Collected data entries:
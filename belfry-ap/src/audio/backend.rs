//! Media backend capability
//!
//! Decoding and output are delegated to an external player; the engine only
//! needs this narrow control surface per lane. End-of-track notifications
//! arrive asynchronously on a backend-owned thread, so registered callbacks
//! must return quickly and never call back into the backend directly.

use belfry_common::{Error, Result};
use std::sync::Mutex;

/// Callback invoked by the backend when the current source finishes.
pub type TrackEndCallback = Box<dyn Fn() + Send + Sync>;

/// Control surface of one backend player instance (one per lane).
pub trait MediaBackend: Send + Sync {
    /// Start playing `source`. For non-stream sources the caller has already
    /// verified the file exists.
    fn play(&self, source: &str, is_stream: bool) -> Result<()>;

    /// Stop and release the current player, if any.
    fn stop(&self);

    fn pause(&self);

    fn resume(&self);

    /// True while playing or still buffering.
    fn is_playing(&self) -> bool;

    /// Volume on the user-facing 0..=100 scale.
    fn set_volume(&self, volume: u8);

    /// Playback position as a fraction of the track, 0.0..=1.0.
    fn position(&self) -> f64;

    /// Total duration in milliseconds (0 when unknown).
    fn duration_ms(&self) -> u64;

    /// Seek to a fractional position (files only; streams ignore this).
    fn seek(&self, position: f64);

    /// Register the end-of-track notification for this player.
    fn set_on_track_end(&self, callback: TrackEndCallback);
}

/// Silent stub backend.
///
/// Accepts every source and reports an immediately finished track. Used when
/// no real player is wired in, so the coordination layer stays exercisable.
#[derive(Default)]
pub struct NullBackend {
    state: Mutex<NullState>,
}

#[derive(Default)]
struct NullState {
    source: Option<String>,
    volume: u8,
}

impl NullBackend {
    pub fn new() -> Self {
        Self::default()
    }
}

impl MediaBackend for NullBackend {
    fn play(&self, source: &str, _is_stream: bool) -> Result<()> {
        if source.is_empty() {
            return Err(Error::Backend("empty source".to_string()));
        }
        self.state.lock().unwrap().source = Some(source.to_string());
        Ok(())
    }

    fn stop(&self) {
        self.state.lock().unwrap().source = None;
    }

    fn pause(&self) {}

    fn resume(&self) {}

    fn is_playing(&self) -> bool {
        false
    }

    fn set_volume(&self, volume: u8) {
        self.state.lock().unwrap().volume = volume.min(100);
    }

    fn position(&self) -> f64 {
        0.0
    }

    fn duration_ms(&self) -> u64 {
        0
    }

    fn seek(&self, _position: f64) {}

    fn set_on_track_end(&self, _callback: TrackEndCallback) {}
}

#[cfg(test)]
pub mod testing {
    //! Scriptable backend for unit tests.

    use super::*;
    use std::sync::atomic::{AtomicUsize, Ordering};
    use std::sync::Arc;

    #[derive(Default)]
    struct MockState {
        playing: bool,
        paused: bool,
        volume: u8,
        source: Option<String>,
        fail_sources: Vec<String>,
        on_track_end: Option<Arc<TrackEndCallback>>,
    }

    /// Records every call and lets tests script playback lifetimes.
    #[derive(Default)]
    pub struct MockBackend {
        state: Mutex<MockState>,
        /// Sources passed to `play`, in order.
        pub play_log: Mutex<Vec<(String, bool)>>,
        stop_count: AtomicUsize,
        pause_count: AtomicUsize,
        resume_count: AtomicUsize,
        /// When set, `is_playing` reports true for this many further calls
        /// after a play, then flips to false (drives blocking-wait loops).
        playing_polls: AtomicUsize,
    }

    impl MockBackend {
        pub fn new() -> Arc<Self> {
            Arc::new(Self::default())
        }

        /// Make the named source fail at `play`.
        pub fn fail_on(&self, source: &str) {
            self.state.lock().unwrap().fail_sources.push(source.to_string());
        }

        /// Have `is_playing` stay true for `polls` queries after each play.
        pub fn set_playing_polls(&self, polls: usize) {
            self.playing_polls.store(polls, Ordering::SeqCst);
        }

        /// Simulate the backend reaching end of track: flips to not-playing
        /// and fires the registered notification (on the caller's thread).
        pub fn finish_track(&self) {
            let callback = {
                let mut state = self.state.lock().unwrap();
                state.playing = false;
                state.on_track_end.clone()
            };
            if let Some(cb) = callback {
                cb();
            }
        }

        pub fn current_source(&self) -> Option<String> {
            self.state.lock().unwrap().source.clone()
        }

        pub fn volume(&self) -> u8 {
            self.state.lock().unwrap().volume
        }

        pub fn stop_count(&self) -> usize {
            self.stop_count.load(Ordering::SeqCst)
        }

        pub fn pause_count(&self) -> usize {
            self.pause_count.load(Ordering::SeqCst)
        }

        pub fn resume_count(&self) -> usize {
            self.resume_count.load(Ordering::SeqCst)
        }

        pub fn is_paused(&self) -> bool {
            self.state.lock().unwrap().paused
        }
    }

    impl MediaBackend for MockBackend {
        fn play(&self, source: &str, is_stream: bool) -> Result<()> {
            let mut state = self.state.lock().unwrap();
            if state.fail_sources.iter().any(|s| s == source) {
                return Err(Error::Backend(format!("scripted failure: {}", source)));
            }
            state.playing = true;
            state.paused = false;
            state.source = Some(source.to_string());
            drop(state);
            self.play_log.lock().unwrap().push((source.to_string(), is_stream));
            Ok(())
        }

        fn stop(&self) {
            let mut state = self.state.lock().unwrap();
            state.playing = false;
            state.paused = false;
            state.source = None;
            drop(state);
            self.stop_count.fetch_add(1, Ordering::SeqCst);
        }

        fn pause(&self) {
            let mut state = self.state.lock().unwrap();
            if state.playing {
                state.playing = false;
                state.paused = true;
            }
            drop(state);
            self.pause_count.fetch_add(1, Ordering::SeqCst);
        }

        fn resume(&self) {
            let mut state = self.state.lock().unwrap();
            if state.paused {
                state.playing = true;
                state.paused = false;
            }
            drop(state);
            self.resume_count.fetch_add(1, Ordering::SeqCst);
        }

        fn is_playing(&self) -> bool {
            let playing = self.state.lock().unwrap().playing;
            if !playing {
                return false;
            }
            // Countdown lets blocking waiters observe the track ending.
            let remaining = self.playing_polls.load(Ordering::SeqCst);
            if remaining > 0 {
                if self.playing_polls.fetch_sub(1, Ordering::SeqCst) == 1 {
                    self.state.lock().unwrap().playing = false;
                }
                true
            } else {
                true
            }
        }

        fn set_volume(&self, volume: u8) {
            self.state.lock().unwrap().volume = volume.min(100);
        }

        fn position(&self) -> f64 {
            0.0
        }

        fn duration_ms(&self) -> u64 {
            0
        }

        fn seek(&self, _position: f64) {}

        fn set_on_track_end(&self, callback: TrackEndCallback) {
            self.state.lock().unwrap().on_track_end = Some(Arc::new(callback));
        }
    }
}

#### WHAT IS BEING ASKED:
In the data above, find the line that contains "for unit tests." and the line that contains "self.state.lock().unwrap().source.clone()". Repeat exactly those lines and every line between them, and only those.

#### SOLVED PROBLEM:
    //! Scriptable backend for unit tests.

    use super::*;
    use std::sync::atomic::{AtomicUsize, Ordering};
    use std::sync::Arc;

    #[derive(Default)]
    struct MockState {
        playing: bool,
        paused: bool,
        volume: u8,
        source: Option<String>,
        fail_sources: Vec<String>,
        on_track_end: Option<Arc<TrackEndCallback>>,
    }

    /// Records every call and lets tests script playback lifetimes.
    #[derive(Default)]
    pub struct MockBackend {
        state: Mutex<MockState>,
        /// Sources passed to `play`, in order.
        pub play_log: Mutex<Vec<(String, bool)>>,
        stop_count: AtomicUsize,
        pause_count: AtomicUsize,
        resume_count: AtomicUsize,
        /// When set, `is_playing` reports true for this many further calls
        /// after a play, then flips to false (drives blocking-wait loops).
        playing_polls: AtomicUsize,
    }

    impl MockBackend {
        pub fn new() -> Arc<Self> {
            Arc::new(Self::default())
        }

        /// Make the named source fail at `play`.
        pub fn fail_on(&self, source: &str) {
            self.state.lock().unwrap().fail_sources.push(source.to_string());
        }

        /// Have `is_playing` stay true for `polls` queries after each play.
        pub fn set_playing_polls(&self, polls: usize) {
            self.playing_polls.store(polls, Ordering::SeqCst);
        }

        /// Simulate the backend reaching end of track: flips to not-playing
        /// and fires the registered notification (on the caller's thread).
        pub fn finish_track(&self) {
            let callback = {
                let mut state = self.state.lock().unwrap();
                state.playing = false;
                state.on_track_end.clone()
            };
            if let Some(cb) = callback {
                cb();
            }
        }

        pub fn current_source(&self) -> Option<String> {
            self.state.lock().unwrap().source.clone()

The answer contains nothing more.